Why choose a Bloodhound?
They look like animated Beanie Babies with those wrinkled faces and adorable big feet....who can resist a bloodhound puppy? But that cute puppy grows up to weigh more than 100 pounds in less than 8 months, and will stand anywhere from 26-30 inches at the shoulder, depending on gender. The cute puppy becomes a very athletic, very busy teenager, and it takes a lot of love, patience and training to make him or her into a good companion. Bloodhounds love to chew, dig and follow those big noses wherever they lead, which can make for some frustrating days and weeks and months. The old stereotype of the bloodhound snoozing all day on the porch is totally false. These are busy, problem-solving dogs, always looking for something to do, and if you don't have a project, they will gladly improvise!
Bloodhounds are sloppy. Those wonderful jowls on those noble faces will fling slimy, sticky slobber up to 10 feet in any direction.
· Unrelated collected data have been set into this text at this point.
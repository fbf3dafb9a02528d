//! Value extraction from probe responses

use crate::config::{FieldType, JsonPathConfig};
use crate::error::ProbeError;
use kidecar_store::stringify_data;
use serde_json::Value;

/// Turn a response body into the value to store
///
/// Without a path config the body is stored as text.
pub fn extract_data(body: &[u8], path: Option<&JsonPathConfig>) -> Result<Value, ProbeError> {
    let Some(path) = path else {
        return Ok(Value::String(String::from_utf8_lossy(body).into_owned()));
    };

    let document: Value =
        serde_json::from_slice(body).map_err(|e| ProbeError::extract(format!("invalid json: {e}")))?;
    let value = lookup(&document, &path.json_path)
        .ok_or_else(|| ProbeError::extract(format!("path not found: {}", path.json_path)))?;

    match path.field_type {
        None => Ok(value.clone()),
        Some(field_type) => convert(value, field_type),
    }
}

/// Follow a dotted path; numeric segments index into arrays
///
/// An optional leading `$.` is ignored, so `$.a.b` and `a.b` are the same path.
pub fn lookup<'a>(document: &'a Value, path: &str) -> Option<&'a Value> {
    let path = path.strip_prefix("$.").unwrap_or(path);
    if path.is_empty() || path == "$" {
        return Some(document);
    }

    path.split('.').try_fold(document, |current, segment| match current {
        Value::Object(map) => map.get(segment),
        Value::Array(items) => segment.parse::<usize>().ok().and_then(|i| items.get(i)),
        _ => None,
    })
}

fn convert(value: &Value, field_type: FieldType) -> Result<Value, ProbeError> {
    let text = stringify_data(value);
    match field_type {
        FieldType::String => Ok(Value::String(text)),
        FieldType::Int => {
            if let Some(i) = value.as_i64() {
                return Ok(Value::from(i));
            }
            text.trim()
                .parse::<i64>()
                .map(Value::from)
                .map_err(|_| ProbeError::extract(format!("{text:?} is not an integer")))
        }
        FieldType::Float => {
            if let Some(f) = value.as_f64() {
                return Ok(Value::from(f));
            }
            text.trim()
                .parse::<f64>()
                .map(Value::from)
                .map_err(|_| ProbeError::extract(format!("{text:?} is not a number")))
        }
    }
}
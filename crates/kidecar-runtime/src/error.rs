//! Host error types

use kidecar_config::ConfigError;
use kidecar_plugin_api::PluginError;
use std::fmt;

/// Plugin host error type
#[derive(Debug, thiserror::Error)]
pub enum HostError {
    /// Plugin reported an empty name
    #[error("Plugin name must not be empty")]
    EmptyName,

    /// Raw config did not bind into the plugin's config type
    #[error("Failed to bind config for plugin {plugin}: {source}")]
    ConfigBind {
        /// Plugin name
        plugin: String,
        /// Binding failure
        #[source]
        source: PluginError,
    },

    /// Plugin init returned an error
    #[error("Failed to initialize plugin {plugin}: {source}")]
    PluginInit {
        /// Plugin name
        plugin: String,
        /// Init failure
        #[source]
        source: PluginError,
    },

    /// Plugin not registered
    #[error("Plugin not found: {0}")]
    PluginNotFound(String),

    /// Plugin could not report its status
    #[error("Status unavailable for plugin {plugin}: {source}")]
    StatusUnavailable {
        /// Plugin name
        plugin: String,
        /// Status failure
        #[source]
        source: PluginError,
    },

    /// Plugin stop failed or timed out
    #[error("Failed to stop plugin {plugin}: {source}")]
    PluginStop {
        /// Plugin name
        plugin: String,
        /// Stop failure
        #[source]
        source: PluginError,
    },

    /// One or more plugins failed to stop
    #[error("Failed to stop {} plugin(s): {}", .0.len(), join_errors(.0))]
    StopAll(Vec<HostError>),

    /// A running plugin reported a fatal error
    #[error("Plugin {plugin} failed: {source}")]
    PluginFailed {
        /// Plugin name
        plugin: String,
        /// Runtime failure
        #[source]
        source: PluginError,
    },

    /// Liveness server failed
    #[error("Server error: {0}")]
    Server(#[from] std::io::Error),

    /// Sidecar configuration could not be loaded
    #[error("Configuration error: {0}")]
    Config(#[from] ConfigError),
}

/// Result type for host operations
pub type Result<T> = std::result::Result<T, HostError>;

impl HostError {
    /// Create a new plugin not found error
    pub fn not_found(name: impl fmt::Display) -> Self {
        Self::PluginNotFound(name.to_string())
    }

    /// Wrap a failed `add_plugin` step, separating bind from init failures
    pub fn add_failed(plugin: impl Into<String>, source: PluginError) -> Self {
        let plugin = plugin.into();
        if source.is_bind() {
            Self::ConfigBind { plugin, source }
        } else {
            Self::PluginInit { plugin, source }
        }
    }

    /// Name of the plugin this error concerns, if any
    pub fn plugin(&self) -> Option<&str> {
        match self {
            HostError::ConfigBind { plugin, .. }
            | HostError::PluginInit { plugin, .. }
            | HostError::StatusUnavailable { plugin, .. }
            | HostError::PluginStop { plugin, .. }
            | HostError::PluginFailed { plugin, .. } => Some(plugin),
            HostError::PluginNotFound(name) => Some(name),
            _ => None,
        }
    }
}

fn join_errors(errors: &[HostError]) -> String {
    errors
        .iter()
        .map(ToString::to_string)
        .collect::<Vec<_>>()
        .join("; ")
}

#[cfg(test)]
mod tests {
    use super::*;
    use kidecar_config::BindError;

    #[test]
    fn test_add_failed_classification() {
        let err = HostError::add_failed("probe", PluginError::from(BindError::InvalidSource("array")));
        assert!(matches!(err, HostError::ConfigBind { .. }));

        let err = HostError::add_failed("probe", PluginError::init("no endpoints"));
        assert!(matches!(err, HostError::PluginInit { .. }));
        assert_eq!(err.plugin(), Some("probe"));
    }

    #[test]
    fn test_error_display() {
        let err = HostError::not_found("probe");
        assert_eq!(err.to_string(), "Plugin not found: probe");

        let err = HostError::StopAll(vec![
            HostError::PluginStop {
                plugin: "a".to_string(),
                source: PluginError::runtime("busy"),
            },
            HostError::not_found("b"),
        ]);
        assert_eq!(
            err.to_string(),
            "Failed to stop 2 plugin(s): Failed to stop plugin a: Runtime error: busy; Plugin not found: b"
        );
    }
}
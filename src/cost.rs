//! Multi-fidelity cost models and fidelity transforms
//!
//! Cost-aware acquisition divides expected improvement by the evaluation
//! cost, modeled here as affine in the fidelity parameters. The two
//! transforms (trace-observation expansion and target-fidelity projection)
//! are handed to the acquisition function as opaque callables.

use std::collections::BTreeMap;
use std::fmt;
use std::sync::Arc;

use ndarray::{Array1, Array2};
use serde::{Deserialize, Serialize};

use crate::error::{AcqError, Result};

/// Evaluation cost affine in the fidelity parameters:
/// `cost(x) = fixed_cost + sum_d w_d * x[d]`.
#[derive(Debug, Clone, PartialEq, Serialize, Deserialize)]
pub struct AffineFidelityCostModel {
    fidelity_weights: BTreeMap<usize, f64>,
    fixed_cost: f64,
}

impl AffineFidelityCostModel {
    pub fn new(fidelity_weights: BTreeMap<usize, f64>, fixed_cost: f64) -> Self {
        Self {
            fidelity_weights,
            fixed_cost,
        }
    }

    pub fn fixed_cost(&self) -> f64 {
        self.fixed_cost
    }

    pub fn fidelity_weights(&self) -> &BTreeMap<usize, f64> {
        &self.fidelity_weights
    }

    /// Per-point evaluation cost over an `n x d` candidate batch.
    pub fn cost(&self, x: &Array2<f64>) -> Result<Array1<f64>> {
        if let Some(&bad) = self.fidelity_weights.keys().find(|&&d| d >= x.ncols()) {
            return Err(AcqError::UnsupportedShape(format!(
                "fidelity dimension {bad} out of range for {}-dimensional candidates",
                x.ncols()
            )));
        }
        let costs = x
            .rows()
            .into_iter()
            .map(|row| {
                self.fixed_cost
                    + self
                        .fidelity_weights
                        .iter()
                        .map(|(&d, &w)| w * row[d])
                        .sum::<f64>()
            })
            .collect();
        Ok(Array1::from_vec(costs))
    }
}

/// Cost-aware utility weighting improvements by inverse evaluation cost.
#[derive(Debug, Clone, PartialEq, Serialize, Deserialize)]
pub struct InverseCostWeightedUtility {
    cost_model: AffineFidelityCostModel,
}

impl InverseCostWeightedUtility {
    pub fn new(cost_model: AffineFidelityCostModel) -> Self {
        Self { cost_model }
    }

    pub fn cost_model(&self) -> &AffineFidelityCostModel {
        &self.cost_model
    }

    /// Inverse-cost weights per candidate. Nonpositive costs have no
    /// meaningful inverse weighting and are rejected.
    pub fn weights(&self, x: &Array2<f64>) -> Result<Array1<f64>> {
        let cost = self.cost_model.cost(x)?;
        if cost.iter().any(|&c| c <= 0.0) {
            return Err(AcqError::UnsupportedConfiguration(
                "inverse cost weighting requires strictly positive costs".to_string(),
            ));
        }
        Ok(cost.mapv(|c| 1.0 / c))
    }

    /// Improvement values scaled by inverse cost.
    pub fn weighted(&self, deltas: &Array1<f64>, x: &Array2<f64>) -> Result<Array1<f64>> {
        let weights = self.weights(x)?;
        if deltas.len() != weights.len() {
            return Err(AcqError::UnsupportedShape(format!(
                "{} improvement values for {} candidates",
                deltas.len(),
                weights.len()
            )));
        }
        Ok(deltas * &weights)
    }
}

/// Opaque candidate-batch transform handed to multi-fidelity acquisition
/// functions (trace expansion or target-fidelity projection).
#[derive(Clone)]
pub struct FidelityTransform {
    inner: Arc<dyn Fn(&Array2<f64>) -> Array2<f64> + Send + Sync>,
}

impl FidelityTransform {
    pub fn new(f: impl Fn(&Array2<f64>) -> Array2<f64> + Send + Sync + 'static) -> Self {
        Self { inner: Arc::new(f) }
    }

    pub fn apply(&self, x: &Array2<f64>) -> Array2<f64> {
        (self.inner)(x)
    }
}

impl fmt::Debug for FidelityTransform {
    fn fmt(&self, f: &mut fmt::Formatter<'_>) -> fmt::Result {
        f.write_str("FidelityTransform")
    }
}

/// Expand a candidate batch with trace observations at lower fidelities.
///
/// For each trace level `t` in `0..=num_trace_obs` the batch is repeated
/// with its fidelity dimensions scaled by `(num_trace_obs + 1 - t) /
/// (num_trace_obs + 1)`; level zero keeps the candidates unchanged.
pub fn expand_trace_observations(
    x: &Array2<f64>,
    fidelity_dims: &[usize],
    num_trace_obs: usize,
) -> Array2<f64> {
    if num_trace_obs == 0 {
        return x.clone();
    }
    let levels = num_trace_obs + 1;
    let mut expanded = Array2::zeros((x.nrows() * levels, x.ncols()));
    for level in 0..levels {
        let scale = (levels - level) as f64 / levels as f64;
        for (i, row) in x.rows().into_iter().enumerate() {
            let mut out = expanded.row_mut(level * x.nrows() + i);
            out.assign(&row);
            for &d in fidelity_dims {
                if let Some(v) = out.get_mut(d) {
                    *v *= scale;
                }
            }
        }
    }
    expanded
}

/// Project a candidate batch to the target fidelities by overwriting the
/// fidelity dimensions with their target values.
pub fn project_to_target_fidelity(
    x: &Array2<f64>,
    target_fidelities: &BTreeMap<usize, f64>,
) -> Array2<f64> {
    let mut projected = x.clone();
    for mut row in projected.rows_mut() {
        for (&d, &value) in target_fidelities {
            if let Some(v) = row.get_mut(d) {
                *v = value;
            }
        }
    }
    projected
}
Most owners wash their walls twice a week and their ceilings once a week!! Every drink is a chance to turn your floor into a small lake. Your clean clothes were made to be used as napkins. Bloodhound owners have been known to leave the house and change into their dress clothes outside.
Bloodhounds share the traditional hound stubbornness, and will test even experienced owners during any training process. This is no Labrador! Some more popular breeds are eager to please, but the bloodhound is eager to test limits. Not in a malicious way, more like a cross between a three year old child and a 13 year old teenager! Bloodhounds require a tremendous amount of daily exercise, so a large, fenced in yard, along with a companion (either you or another dog to play with) is a must. A bloodhound left on their own will not exercise themselves, instead, they will eat their way through the door to get back to you. The size of the yard doesn't make much difference -- it's the willingness of the owner to spend time with the dog. Although not ideal, they can make it as apartment dogs IF you are willing to take the time and energy to give them enough running and smelling time.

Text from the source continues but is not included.